Luckily, Fernandez has had a strong support system of friends and family around her.
This has made it easier though it has still been hard, she said.
“I felt cheated,” she said. “My thinking was, ‘God, I just served you for almost a year in another country, and then I come back and you take my mom away from me. That’s not fair.’”
Then, in May, she went to Iraq to help Adorno with his clowning and illusion productions to entertain families in refugee camps.
“It was Mother’s Day our time, and my dad said, ‘I’m going to go to this little church. I’m going to preach, and I want you to share something,’” Fernandez said. “I was thinking, ‘How am I going to share anything when all of this time I’ve been mad at God?’”
He encouraged her just to share what she could.

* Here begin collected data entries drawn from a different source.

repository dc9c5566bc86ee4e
use std::num::IntErrorKind;

use log::debug;

use super::error::GraphError;
use super::types::{
	Edge, EdgeRow, Graph, LabelMap, MAX_EDGES, MAX_NODES, MIN_EDGES, MIN_NODES,
};

/// Produces the label mapping for `count` nodes.
pub fn define_nodes(count: usize) -> Result<LabelMap, GraphError> {
	if !(MIN_NODES..=MAX_NODES).contains(&count) {
		return Err(GraphError::NodeCountOutOfRange { count });
	}
	Ok(LabelMap::with_len(count))
}

/// Checks the number of edge rows to generate.
pub fn check_edge_count(count: usize) -> Result<usize, GraphError> {
	if !(MIN_EDGES..=MAX_EDGES).contains(&count) {
		return Err(GraphError::EdgeCountOutOfRange { count });
	}
	Ok(count)
}

/// Validates a single edge row. `ordinal` is the 0-based row position.
///
/// Checks run in a fixed order: blank fields, unknown labels, weight, self-loop.
/// Only the first failure is reported.
pub fn parse_edge(
	labels: &LabelMap,
	from: &str,
	to: &str,
	weight: &str,
	ordinal: usize,
) -> Result<Edge, GraphError> {
	let row = ordinal + 1;
	let (from, to, weight) = (from.trim(), to.trim(), weight.trim());
	if from.is_empty() || to.is_empty() || weight.is_empty() {
		return Err(GraphError::MissingField { row });
	}

	let (Some(from_id), Some(to_id)) = (labels.resolve(from), labels.resolve(to)) else {
		return Err(GraphError::UnknownNode {
			row,
			last: labels.last_label(),
		});
	};

	let weight = match weight.parse::<u64>() {
		Ok(w) if w > 0 => w,
		Err(e) if *e.kind() == IntErrorKind::PosOverflow => {
			return Err(GraphError::WeightTooLarge {
				row,
				input: weight.to_string(),
			});
		}
		_ => {
			return Err(GraphError::InvalidWeight {
				row,
				input: weight.to_string(),
			});
		}
	};

	if from_id == to_id {
		return Err(GraphError::SelfLoop { row });
	}

	Ok(Edge {
		from: from_id,
		to: to_id,
		weight,
	})
}

/// Builds a complete graph or returns the first invalid row.
///
/// Nothing is produced unless every row validates.
pub fn build_graph(node_count: usize, rows: &[EdgeRow]) -> Result<Graph, GraphError> {
	let labels = define_nodes(node_count)?;
	let edges = rows
		.iter()
		.enumerate()
		.map(|(i, r)| parse_edge(&labels, &r.from, &r.to, &r.weight, i))
		.collect::<Result<Vec<_>, _>>()?;
	debug!("built graph: {} nodes, {} edges", node_count, edges.len());
	Ok(Graph::new(labels, edges))
}
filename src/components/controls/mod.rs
//! Form controls around the canvas.

mod algorithm_panel;
mod graph_form;
mod playback_bar;

pub use algorithm_panel::AlgorithmPanel;
pub use graph_form::GraphForm;
pub use playback_bar::PlaybackBar;

/// Count inputs that do not parse count as zero, which every range check rejects.
fn parse_count(raw: &str) -> usize {
	raw.trim().parse().unwrap_or(0)
}

#[cfg(test)]
mod tests {
	use super::parse_count;

	#[test]
	fn unparsable_counts_are_zero() {
		assert_eq!(parse_count(" 5 "), 5);
		assert_eq!(parse_count(""), 0);
		assert_eq!(parse_count("-2"), 0);
		assert_eq!(parse_count("four"), 0);
	}
}
//! Step-by-step playback over a received step sequence.
//!
//! There is no timer: the index only moves when a caller asks it to.

use log::debug;

use crate::algorithm::VisualizationStep;
use crate::render::RenderSink;

/// The loaded steps and the index of the one on screen.
#[derive(Clone, Debug, Default, PartialEq)]
pub struct Playback {
	steps: Vec<VisualizationStep>,
	current: usize,
}

impl Playback {
	/// Empty playback.
	pub fn new() -> Self {
		Self::default()
	}

	/// `true` while no steps are loaded.
	pub fn is_empty(&self) -> bool {
		self.steps.is_empty()
	}

	/// Number of loaded steps.
	pub fn len(&self) -> usize {
		self.steps.len()
	}

	/// Current index, or `None` when empty.
	pub fn current_index(&self) -> Option<usize> {
		(!self.steps.is_empty()).then_some(self.current)
	}

	/// The step on screen.
	pub fn current_step(&self) -> Option<&VisualizationStep> {
		self.steps.get(self.current)
	}

	/// Highest valid index, the slider's upper bound.
	pub fn last_index(&self) -> Option<usize> {
		self.steps.len().checked_sub(1)
	}

	/// Replaces the sequence and shows step 0.
	///
	/// An empty sequence changes nothing and returns `false`.
	pub fn load(&mut self, steps: Vec<VisualizationStep>, sink: &mut impl RenderSink) -> bool {
		if steps.is_empty() {
			return false;
		}
		debug!("playback loaded {} steps", steps.len());
		self.steps = steps;
		self.current = 0;
		self.apply_current(sink);
		true
	}

	/// Jumps to `index`. Out-of-range indices are ignored.
	pub fn seek(&mut self, index: i64, sink: &mut impl RenderSink) -> bool {
		let Ok(index) = usize::try_from(index) else {
			return false;
		};
		if index >= self.steps.len() {
			return false;
		}
		self.current = index;
		self.apply_current(sink);
		true
	}

	/// Moves one step forward; `false` at the last step.
	pub fn next(&mut self, sink: &mut impl RenderSink) -> bool {
		self.seek(self.current as i64 + 1, sink)
	}

	/// Moves one step back; `false` at step 0.
	pub fn prev(&mut self, sink: &mut impl RenderSink) -> bool {
		self.seek(self.current as i64 - 1, sink)
	}

	/// Drops the sequence and restores the base graph.
	pub fn reset(&mut self, sink: &mut impl RenderSink) {
		self.steps.clear();
		self.current = 0;
		sink.clear_overlay();
	}

	/// Drops the sequence without touching any sink, for when the graph
	/// itself is being replaced.
	pub fn clear(&mut self) {
		self.steps.clear();
		self.current = 0;
	}

	/// Whether [`Playback::prev`] would move.
	pub fn can_prev(&self) -> bool {
		!self.steps.is_empty() && self.current > 0
	}

	/// Whether [`Playback::next`] would move.
	pub fn can_next(&self) -> bool {
		!self.steps.is_empty() && self.current + 1 < self.steps.len()
	}

	/// Counter text, `Step 0 / 0` when empty.
	pub fn position(&self) -> String {
		format!(
			"Step {} / {}",
			self.current_index().unwrap_or(0),
			self.last_index().unwrap_or(0)
		)
	}

	fn apply_current(&self, sink: &mut impl RenderSink) {
		debug!("applying step {}/{}", self.current, self.steps.len());
		if let Some(step) = self.steps.get(self.current) {
			apply_step(step, sink);
		}
	}
}

/// Pushes a step's deltas into `sink`. Nodes and edges the step does not
/// mention are left untouched.
pub fn apply_step(step: &VisualizationStep, sink: &mut impl RenderSink) {
	for (&id, state) in &step.nodes {
		sink.set_node_state(id, state);
	}
	for (&key, state) in &step.edges {
		sink.set_edge_state(key, state);
	}
	sink.set_message(&step.message);
}
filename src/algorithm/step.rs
use std::collections::BTreeMap;
use std::str::FromStr;

use log::warn;
use serde::{Deserialize, Deserializer, Serialize};

use crate::graph::{EdgeKey, NodeId};

/// Visual state of one node.
#[derive(Clone, Debug, Default, PartialEq, Eq, Serialize, Deserialize)]
pub struct NodeVisual {
	/// Fill color.
	pub color: String,
	/// Info text shown above the node, e.g. a tentative distance.
	#[serde(default)]
	pub text: String,
}

/// Visual state of one edge.
#[derive(Clone, Debug, Default, PartialEq, Serialize, Deserialize)]
pub struct EdgeVisual {
	/// Stroke color.
	pub color: String,
	/// Stroke width in pixels.
	pub width: f64,
}

/// One frame of algorithm progress.
///
/// Only the listed nodes and edges change when the step is applied;
/// everything else keeps whatever the previous steps left behind.
#[derive(Clone, Debug, Default, PartialEq, Serialize, Deserialize)]
pub struct VisualizationStep {
	/// Node changes keyed by id.
	#[serde(default, deserialize_with = "lenient_keys")]
	pub nodes: BTreeMap<NodeId, NodeVisual>,
	/// Edge changes keyed by `"u-v"`.
	#[serde(default, deserialize_with = "lenient_keys")]
	pub edges: BTreeMap<EdgeKey, EdgeVisual>,
	/// Status line for this frame.
	#[serde(default)]
	pub message: String,
}

/// Keys that don't parse name nothing that could be drawn, so they are
/// dropped instead of failing the whole response.
fn lenient_keys<'de, D, K, V>(deserializer: D) -> Result<BTreeMap<K, V>, D::Error>
where
	D: Deserializer<'de>,
	K: ParseKey + Ord,
	V: Deserialize<'de>,
{
	let raw = BTreeMap::<String, V>::deserialize(deserializer)?;
	Ok(raw
		.into_iter()
		.filter_map(|(key, value)| match K::parse_key(&key) {
			Some(key) => Some((key, value)),
			None => {
				warn!("ignoring step entry with unrecognised key `{key}`");
				None
			}
		})
		.collect())
}

trait ParseKey: Sized {
	fn parse_key(raw: &str) -> Option<Self>;
}

impl ParseKey for NodeId {
	fn parse_key(raw: &str) -> Option<Self> {
		raw.trim().parse().ok().map(NodeId)
	}
}

impl ParseKey for EdgeKey {
	fn parse_key(raw: &str) -> Option<Self> {
		EdgeKey::from_str(raw).ok()
	}
}

#[cfg(test)]
mod tests {
	use super::*;

	#[test]
	fn decodes_service_frame() {
		let raw = r##"{
			"nodes": {"0": {"color": "#f59e0b", "text": "0"}, "2": {"color": "#60a5fa", "text": "∞"}},
			"edges": {"0-1": {"color": "#facc15", "width": 3}},
			"message": "Starting Dijkstra's Algorithm from node A."
		}"##;
		let step: VisualizationStep = serde_json::from_str(raw).unwrap();
		assert_eq!(step.nodes[&NodeId(2)].text, "∞");
		let key = EdgeKey::new(NodeId(1), NodeId(0));
		assert_eq!(step.edges[&key].width, 3.0);
		assert!(step.message.starts_with("Starting"));
	}

	#[test]
	fn missing_sections_default_to_empty() {
		let step: VisualizationStep = serde_json::from_str(r#"{"message": "done"}"#).unwrap();
		assert!(step.nodes.is_empty() && step.edges.is_empty());
	}

	#[test]
	fn unrecognised_keys_are_skipped() {
		let raw = r##"{
			"nodes": {"1": {"color": "#4f46e5", "text": "2"}, "node-3": {"color": "#000", "text": ""}},
			"edges": {"edge-0-1": {"color": "#facc15", "width": 3}, "1-2": {"color": "#10b981", "width": 5}},
			"message": "Edge B-C added to MST. Cost: 2."
		}"##;
		let step: VisualizationStep = serde_json::from_str(raw).unwrap();
		assert_eq!(step.nodes.keys().copied().collect::<Vec<_>>(), [NodeId(1)]);
		assert_eq!(
			step.edges.keys().copied().collect::<Vec<_>>(),
			[EdgeKey::new(NodeId(1), NodeId(2))]
		);
	}
}
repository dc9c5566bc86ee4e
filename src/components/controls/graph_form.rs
use leptos::prelude::*;
use log::debug;

use super::parse_count;
use crate::graph::{EdgeRow, MAX_EDGES, MAX_NODES, MIN_EDGES, MIN_NODES};
use crate::layout::Surface;
use crate::session::Session;

/// Vertex/edge counts, the generated edge rows, and the draw button.
#[component]
pub fn GraphForm(session: RwSignal<Session>, surface: RwSignal<Surface>) -> impl IntoView {
	let vertices = RwSignal::new(String::from("5"));
	let edge_count = RwSignal::new(String::from("6"));
	let rows = RwSignal::new(Vec::<EdgeRow>::new());
	let row_count = Memo::new(move |_| rows.with(Vec::len));

	let on_define = move |_| {
		let (v, e) = (
			parse_count(&vertices.get_untracked()),
			parse_count(&edge_count.get_untracked()),
		);
		if let Some(Ok(n)) = session.try_update(|s| s.define_edges(v, e)) {
			rows.set(vec![EdgeRow::default(); n]);
		}
	};

	let on_draw = move |_| {
		let v = parse_count(&vertices.get_untracked());
		let size = surface.get_untracked();
		rows.with_untracked(|rows| {
			session.update(|s| {
				if let Err(e) = s.draw(v, rows, size) {
					debug!("draw rejected: {e}");
				}
			});
		});
	};

	view! {
		<section class="panel graph-form">
			<div class="count-inputs">
				<label>
					"Vertices"
					<input
						type="number"
						min=MIN_NODES.to_string()
						max=MAX_NODES.to_string()
						prop:value=move || vertices.get()
						on:input=move |ev| vertices.set(event_target_value(&ev))
					/>
				</label>
				<label>
					"Edges"
					<input
						type="number"
						min=MIN_EDGES.to_string()
						max=MAX_EDGES.to_string()
						prop:value=move || edge_count.get()
						on:input=move |ev| edge_count.set(event_target_value(&ev))
					/>
				</label>
				<button on:click=on_define>"Define Edges"</button>
			</div>
			<div class="edge-inputs">
				{move || {
					(0..row_count.get())
						.map(|i| view! { <EdgeRowInput index=i rows=rows /> })
						.collect_view()
				}}
			</div>
			<button on:click=on_draw disabled=move || row_count.get() == 0>
				"Generate Graph"
			</button>
		</section>
	}
}

#[derive(Clone, Copy)]
enum Field {
	From,
	To,
	Weight,
}

impl Field {
	fn get(self, row: &EdgeRow) -> &String {
		match self {
			Self::From => &row.from,
			Self::To => &row.to,
			Self::Weight => &row.weight,
		}
	}

	fn get_mut(self, row: &mut EdgeRow) -> &mut String {
		match self {
			Self::From => &mut row.from,
			Self::To => &mut row.to,
			Self::Weight => &mut row.weight,
		}
	}
}

#[component]
fn EdgeRowInput(index: usize, rows: RwSignal<Vec<EdgeRow>>) -> impl IntoView {
	let value = move |field: Field| {
		move || {
			rows.with(|r| r.get(index).map(|row| field.get(row).clone()))
				.unwrap_or_default()
		}
	};
	let edit = move |field: Field| {
		move |ev: web_sys::Event| {
			let mut text = event_target_value(&ev);
			if !matches!(field, Field::Weight) {
				text = text.to_uppercase();
			}
			rows.update(|r| {
				if let Some(row) = r.get_mut(index) {
					*field.get_mut(row) = text;
				}
			});
		}
	};

	view! {
		<div class="edge-input-row">
			<span>{format!("E{}:", index + 1)}</span>
			<input
				type="text"
				class="edge-from"
				placeholder="From"
				maxlength="1"
				prop:value=value(Field::From)
				on:input=edit(Field::From)
			/>
			<input
				type="text"
				class="edge-to"
				placeholder="To"
				maxlength="1"
				prop:value=value(Field::To)
				on:input=edit(Field::To)
			/>
			<input
				type="number"
				class="edge-weight"
				placeholder="Weight"
				min="1"
				step="1"
				prop:value=value(Field::Weight)
				on:input=edit(Field::Weight)
			/>
		</div>
	}
}
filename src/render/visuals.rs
use std::collections::BTreeMap;

use super::sink::RenderSink;
use crate::algorithm::{EdgeVisual, NodeVisual};
use crate::config::Palette;
use crate::graph::{EdgeKey, Graph, NodeId};

/// Retained visual state of the drawn graph.
///
/// Only nodes and edges that exist in the graph are tracked; updates naming
/// anything else are dropped, the same way a painter would find no shape to
/// restyle.
#[derive(Clone, Debug, Default, PartialEq)]
pub struct VisualState {
	nodes: BTreeMap<NodeId, NodeVisual>,
	edges: BTreeMap<EdgeKey, EdgeVisual>,
	base_node: NodeVisual,
	base_edge: EdgeVisual,
	message: String,
}

impl VisualState {
	/// Every node and edge of `graph` in its base style.
	pub fn new(graph: &Graph, palette: &Palette) -> Self {
		let base_node = NodeVisual {
			color: palette.node_fill.clone(),
			text: String::new(),
		};
		let base_edge = EdgeVisual {
			color: palette.edge_stroke.clone(),
			width: palette.edge_width,
		};
		Self {
			nodes: graph.nodes().map(|id| (id, base_node.clone())).collect(),
			edges: graph
				.edges()
				.iter()
				.map(|e| (e.key(), base_edge.clone()))
				.collect(),
			base_node,
			base_edge,
			message: String::new(),
		}
	}

	/// Current style of a node.
	pub fn node(&self, id: NodeId) -> Option<&NodeVisual> {
		self.nodes.get(&id)
	}

	/// Current style of an edge.
	pub fn edge(&self, key: EdgeKey) -> Option<&EdgeVisual> {
		self.edges.get(&key)
	}

	/// Status text of the last applied step.
	pub fn message(&self) -> &str {
		&self.message
	}

	/// `true` when no overlay is showing.
	pub fn is_base(&self) -> bool {
		self.nodes.values().all(|n| *n == self.base_node)
			&& self.edges.values().all(|e| *e == self.base_edge)
	}
}

impl RenderSink for VisualState {
	fn set_node_state(&mut self, id: NodeId, state: &NodeVisual) {
		if let Some(slot) = self.nodes.get_mut(&id) {
			slot.clone_from(state);
		}
	}

	fn set_edge_state(&mut self, key: EdgeKey, state: &EdgeVisual) {
		if let Some(slot) = self.edges.get_mut(&key) {
			slot.clone_from(state);
		}
	}

	fn set_message(&mut self, message: &str) {
		message.clone_into(&mut self.message);
	}

	fn clear_overlay(&mut self) {
		for node in self.nodes.values_mut() {
			node.clone_from(&self.base_node);
		}
		for edge in self.edges.values_mut() {
			edge.clone_from(&self.base_edge);
		}
	}
}
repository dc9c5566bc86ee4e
//! Graph input model: label mapping, edge validation and the validated graph.

mod build;
mod error;
mod types;

pub use build::{build_graph, check_edge_count, define_nodes, parse_edge};
pub use error::GraphError;
pub use types::{
	Edge, EdgeKey, EdgeRow, Graph, LabelMap, MAX_EDGES, MAX_NODES, MIN_EDGES, MIN_NODES, NodeId,
};
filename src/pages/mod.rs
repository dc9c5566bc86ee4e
pub mod home;
pub mod not_found;
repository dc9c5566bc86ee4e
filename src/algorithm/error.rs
use thiserror::Error;

/// Reasons a run cannot be started.
#[derive(Error, Debug, Clone, PartialEq, Eq)]
pub enum RunError {
	/// No graph is drawn yet.
	#[error("Please generate a graph first.")]
	NoGraph,

	/// A previous run has not finished.
	#[error("An algorithm is already running.")]
	AlreadyRunning,

	/// The chosen algorithm needs a start node and the input names none.
	#[error("Please enter a valid start node (A-{last}).")]
	MissingStartNode {
		/// Highest valid letter.
		last: char,
	},
}

/// Failure of a submitted run. Never retried; the user has to run again.
#[derive(Error, Debug, Clone, PartialEq, Eq)]
pub enum AlgorithmRunError {
	/// The request never produced a response.
	#[error("Request failed: {0}")]
	Transport(String),

	/// Non-2xx status, with the service's `error` text or the status text.
	#[error("Server error: {message}")]
	Status {
		/// HTTP status code.
		status: u16,
		/// Human-readable reason.
		message: String,
	},

	/// A 2xx body that carries an `error` field.
	#[error("Server error: {0}")]
	Service(String),

	/// The body was not a step sequence.
	#[error("Malformed response: {0}")]
	Decode(String),
}
use leptos::prelude::*;
use leptos::task::spawn_local;
use log::info;

use crate::algorithm::{AlgorithmClient, AlgorithmKind};
use crate::session::Session;

/// Algorithm selector, its description, the optional start node, and the run button.
#[component]
pub fn AlgorithmPanel(session: RwSignal<Session>, client: AlgorithmClient) -> impl IntoView {
	let algorithm = RwSignal::new(AlgorithmKind::default());
	let start = RwSignal::new(String::new());

	let on_run = move |_| {
		let kind = algorithm.get_untracked();
		let label = start.get_untracked();
		let Some(Ok((ticket, request))) = session.try_update(|s| s.begin_run(kind, &label)) else {
			return;
		};
		let client = client.clone();
		spawn_local(async move {
			let result = client.submit(&request).await;
			session.update(|s| {
				if s.finish_run(ticket, result) {
					info!("{} ready to step through", kind.display_name());
				}
			});
		});
	};

	view! {
		<section class="panel algorithm-panel">
			<label>
				"Algorithm"
				<select
					prop:value=move || algorithm.get().as_str()
					on:change=move |ev| {
						if let Ok(kind) = event_target_value(&ev).parse() {
							algorithm.set(kind);
						}
					}
				>
					{AlgorithmKind::ALL
						.into_iter()
						.map(|kind| view! { <option value=kind.as_str()>{kind.display_name()}</option> })
						.collect_view()}
				</select>
			</label>
			<div class="algo-info-box">
				{move || {
					let kind = algorithm.get();
					view! {
						<h3>{kind.display_name()}</h3>
						<p>{kind.description()}</p>
						<code>{kind.complexity()}</code>
					}
				}}
			</div>
			<Show when=move || algorithm.get().requires_start_node()>
				<label class="start-node-group">
					"Start Node"
					<input
						type="text"
						maxlength="1"
						placeholder="A"
						prop:value=move || start.get()
						on:input=move |ev| start.set(event_target_value(&ev).to_uppercase())
					/>
				</label>
			</Show>
			<button on:click=on_run disabled=move || session.with(|s| !s.can_run())>
				{move || if session.with(Session::is_running) { "Running..." } else { "Run Algorithm" }}
			</button>
		</section>
	}
}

So she talked about her mom and that Mother’s Day in Texas was approaching.
“After I shared, I was amazed by how many people came up to me and said, ‘I just lost my dad to cancer,’ or ‘I know exactly what you are feeling,’” she said. “That was an awesome thing to experience — knowing that through my suffering, there is joy and joy for others and hope for others to hear.”
Her boyfriend, Cody May, saw what she dealt with over the past year.
“When we first met, she never explained to me that her mom was going through chemotherapy or that she had cancer,” he said. “Outwardly, she would never express it to anyone, never let them know that it was hard.”
He said she has been taking care of her youngest brother, making sure that he does well academically and athletically. And she paid the bills on their house.
“If I had that much responsibility, I just know I couldn’t do it all by myself,” he said. “So for her to have that much stability and determination to be a mother and a student, a girlfriend and a daughter, it’s just really hard things for her to do at this time in her life. But she’s doing them, and she’s doing them well.”
Her friends and family believe Fernandez is up for any challenge she faces.
“She is a woman who loves to serve the world,” Adorno said. “She has become a warrior. From the beginning, she’s had to battle everything in her life.”
Fernandez said she has learned a lot through this experience. Now, she is preparing to finish a degree in biblical studies and plans to spend three or four months this summer helping people in another country.
“You definitely grow up, and you definitely gain a sense of reality,” she said. “You gain so much wisdom from it.”